Darum hat die TGBW das Projekt „Jugend bewegt“ auf den Weg gebracht. Sofuoglu geht es dabei vor allem darum, den Bedürfnissen türkischstämmiger Jugendlicher auf den Grund zu gehen. „Bis jetzt gibt es keine verlässlichen Forschungen darüber“, sagt er. Spekuliert wird dagegen viel, warum sich viele junge Türken hier entweder mit Erdogan identifizieren, sich dem Islamismus annähern oder der Türkei gegenüber sogar „staatsfeindlich“ auftreten – und das, obwohl die meisten von ihnen schon in dritter Generation in Deutschland leben.

Doch Gökay Sofuoglu will Fakten schaffen. „Wir haben Fragebögen im Internet verteilt. Wir hoffen, mehrere Hundert Exemplare ausgefüllt zurückzubekommen und dann klüger zu sein“, sagt er. Die Bögen werden vom Institut für angewandtes Schulmanagement (Ifas) und der Dualen Hochschule Baden-Württemberg (DHBW) wissenschaftlich begleitet und ausgewertet. Die Kernfragen sind: Was habe ich für eine Zukunftsperspektive in Deutschland? Wie frei kann ich hier meine Religion ausüben? Wie passt das mit dem Umgang mit Sexualität zusammen? Wie gehe ich mit Diskriminierung um?

Verbandstrukturen radikal umbauen

Eine Tendenz zeichne sich bereits aus der ersten Veranstaltung ab, bei der etwa 60 junge Türken in den Räumen der TGBW an der Reinsburgstraße teilgenommen haben. „Linke, sehr religiöse und regierungstreue junge Menschen“, sagt Sofuoglu.

Ihnen sei gemein: An politischen Themen interessiert zu sein, nicht aber an Politikern selbst. „Und das gilt nicht nur für Politiker, sondern auch für uns alte Verbandsvorstände, mit denen sie sich nicht wirklich identifizieren können.“ Sollte sich dies bei den Umfragen bewahrheiten, will Sofuoglu die Verbandsstrukturen radikal umbauen. „Wir brauchen ein Angebot, bei dem sich Jugendliche eigenverantwortlich organisieren können“, sagt er.

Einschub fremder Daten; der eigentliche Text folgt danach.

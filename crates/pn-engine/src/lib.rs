//! pn-engine: the simulation engine seam for pipenet.
//!
//! Provides:
//! - `EngineSession` / `SessionFactory` traits the pipeline authors and runs models through
//! - Engine data types (parameter maps, boundary tables, geometry, run results)
//! - `SessionGuard`, which closes a session on every exit path
//! - `JsonModelFactory`, a model-file backend on disk or in memory with
//!   single-writer locking
//!
//! # Architecture
//!
//! The network solver is an external program. Everything above this crate
//! talks to it only through `EngineSession`, so a different engine binding
//! slots in by implementing the two traits.

pub mod error;
pub mod json_backend;
pub mod model;
pub mod session;
pub mod types;

pub use error::{EngineError, EngineResult};
pub use json_backend::{JsonModelFactory, JsonModelSession, MODEL_EXTENSION};
pub use model::{ComponentRecord, ModelDocument};
pub use session::{EngineSession, SessionFactory, SessionGuard};
pub use types::{
    BoundaryTable, ComponentValues, GeometryMap, GeometryPoint, ParameterMap, RunResult,
    UnitSystem,
};
//! Model document: the persisted form of one network model.
//!
//! Holds components, connections, flowline geometry, global settings and the
//! results the engine recorded for the model. The JSON backend serializes
//! this document verbatim.

use crate::error::{EngineError, EngineResult};
use crate::types::{
    BoundaryTable, ComponentValues, GeometryMap, ParameterMap, RunResult, UnitSystem,
};
use pn_core::{ComponentKind, Registry, SettingKey, Value, params};
use serde::{Deserialize, Serialize};
use std::collections::BTreeMap;
use std::path::Path;

#[derive(Debug, Clone, PartialEq, Serialize, Deserialize)]
pub struct ComponentRecord {
    pub kind: ComponentKind,
    #[serde(default)]
    pub parameters: ComponentValues,
}

#[derive(Debug, Clone, Default, PartialEq, Serialize, Deserialize)]
pub struct ModelDocument {
    #[serde(default)]
    pub units: UnitSystem,
    #[serde(default)]
    pub components: BTreeMap<String, ComponentRecord>,
    #[serde(default)]
    pub connections: Vec<[String; 2]>,
    #[serde(default)]
    pub geometry: GeometryMap,
    /// Settings keyed by engine attribute name.
    #[serde(default)]
    pub settings: BTreeMap<String, Value>,
    /// Results recorded against this model.
    #[serde(default, skip_serializing_if = "Option::is_none")]
    pub results: Option<RunResult>,
}

/// Parameters that make up a node's boundary condition.
const BOUNDARY_PARAMETERS: [&str; 7] = [
    params::IS_ACTIVE,
    params::PRESSURE,
    params::TEMPERATURE,
    params::LIQUID_FLOW_RATE,
    params::GAS_FLOW_RATE,
    params::MASS_FLOW_RATE,
    params::FLOW_RATE_TYPE,
];
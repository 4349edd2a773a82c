//! pn-topology: build a connected network from a component-pair table.
//!
//! The input table lists sections as adjacent `(name, type)` column pairs.
//! Sections are read, separated with synthetic junctions wherever two
//! flowlines would touch, laid out on a grid, and authored into an engine
//! session.

pub mod builder;
pub mod error;
pub mod layout;
pub mod section;

pub use builder::{BuildReport, SectionFailure, TopologyBuilder};
pub use error::{TopologyError, TopologyResult};
pub use layout::Layout;
pub use section::{Section, SectionRow, insert_junctions, junction_name, sections_from_table};
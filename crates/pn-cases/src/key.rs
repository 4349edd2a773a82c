//! Case identity and model-file naming.

use serde::{Deserialize, Serialize};
use std::fmt;

/// One point of the case matrix.
///
/// Labels never contain `_`; loading replaces it, which keeps
/// `<case>_<condition>_<file>` names reversible.
#[derive(Debug, Clone, PartialEq, Eq, Hash, PartialOrd, Ord, Serialize, Deserialize)]
pub struct CaseKey {
    pub case: String,
    #[serde(default, skip_serializing_if = "Option::is_none")]
    pub condition: Option<String>,
}

impl CaseKey {
    pub fn new(case: impl Into<String>, condition: impl Into<String>) -> Self {
        Self {
            case: case.into(),
            condition: Some(condition.into()),
        }
    }

    pub fn single(case: impl Into<String>) -> Self {
        Self {
            case: case.into(),
            condition: None,
        }
    }

    /// Label used for result sheets and logs.
    pub fn label(&self) -> String {
        self.to_string()
    }

    /// File name of this case's model variant derived from the template's file name.
    pub fn model_file_name(&self, original: &str) -> String {
        format!("{self}_{original}")
    }

    /// Recover the key from a variant file name. `None` for the template
    /// itself and for names not derived from `original`.
    pub fn from_model_file_name(file_name: &str, original: &str) -> Option<Self> {
        let stem = file_name.strip_suffix(original)?.strip_suffix('_')?;
        let mut parts = stem.split('_');
        let case = parts.next().filter(|c| !c.is_empty())?;
        let condition = parts.next();
        if parts.next().is_some() || condition.is_some_and(str::is_empty) {
            return None;
        }
        Some(Self {
            case: case.to_string(),
            condition: condition.map(str::to_string),
        })
    }
}

impl fmt::Display for CaseKey {
    fn fmt(&self, f: &mut fmt::Formatter<'_>) -> fmt::Result {
        match &self.condition {
            Some(condition) => write!(f, "{}_{}", self.case, condition),
            None => f.write_str(&self.case),
        }
    }
}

Sofuoglu befürchtet, dass der Zulauf junger Türken in die Kulturvereine im Verband weiter schwindet. Denn auch extreme Gruppierungen, die nichts mit der als moderat geltenden TGBW zu tun haben, buhlen um den Nachwuchs. Sofuoglu nennt die Osmanen Germania mit Straßengang-Strukturen, die enge Verbindungen zum türkischen Geheimdienst MIT haben soll. Aber auch das rechte Bündnis Türk Fedarasyon, ultrakonservative Moscheen und linksextreme Vereinigungen, häufig pro-kurdisch geprägt, zählten zur Konkurrenz, die nur noch im Dialog mit dem eigenen ideologischen Umfeld sei.

Als Frau geschminkt, verspottet

Nicht nur ideologisch, auch im Stil unterscheiden sich diese teils deutlich von der TGBW. „Als wir 2015 zum ersten Mal mit einer Delegation beim Christopher Street Day in Stuttgart dabei waren, gab es dafür viel Spott im Netz“, sagt Gökay Sofuoglu. Es kursierten Collagen mit seinem Gesicht – als Frau geschminkt – und darunter türkische Nationalflaggen. Dazu die Frage: Ob der TGBW sich nun für „Schwuchteln“, oder für die Interessen „stolzer Türken“ einsetze. Heute hat sich Sofuoglu an Beschimpfungen in sozialen Netzwerken oder per Mail gewöhnt. „Wenn ich wieder mal meine, dass mir etwas besonders gut gelungen ist, lese ich die Mails, um mich auf den Boden der Tatsachen zurückzuholen“, scherzt er.

Auch wenn Gökay Sofuoglu den Humor nicht verloren hat, geht es um eine ernste Angelegenheit. Denn nicht nur der TGBW beobachtet einige der Randgruppen innerhalb der türkischen Community mit Sorge, auch das Landeskriminalamt ist alarmiert. Besonders die Osmanen Germania und deren kurdische Widersacher Bahoz haben die Behörden in der Region vergangenes Jahr auf Trab gehalten.

Auch der Verfassungsschutz ist besorgt

Auch wenn Gökay Sofuoglu mit ihnen übereinstimmt, dass „Kriminelle die Härte des Gesetzes spüren sollen“, bleibt er ein Verfechter der Präventivarbeit. „Die Ziele der dritten und vierten Generation sind andere, als nur Gäste in Deutschland zu sein“, sagt er, „wir müssen für unsere Jugend Perspektiven schaffen.“ Eine Kampagne, die sich an den Ergebnissen des Forschungsprojekts orientieren wird, ist bereits in Planung. Ob Sofuoglu glaubt, so die aktuelle Entwicklung umkehren zu können? Aufgeben will er nicht.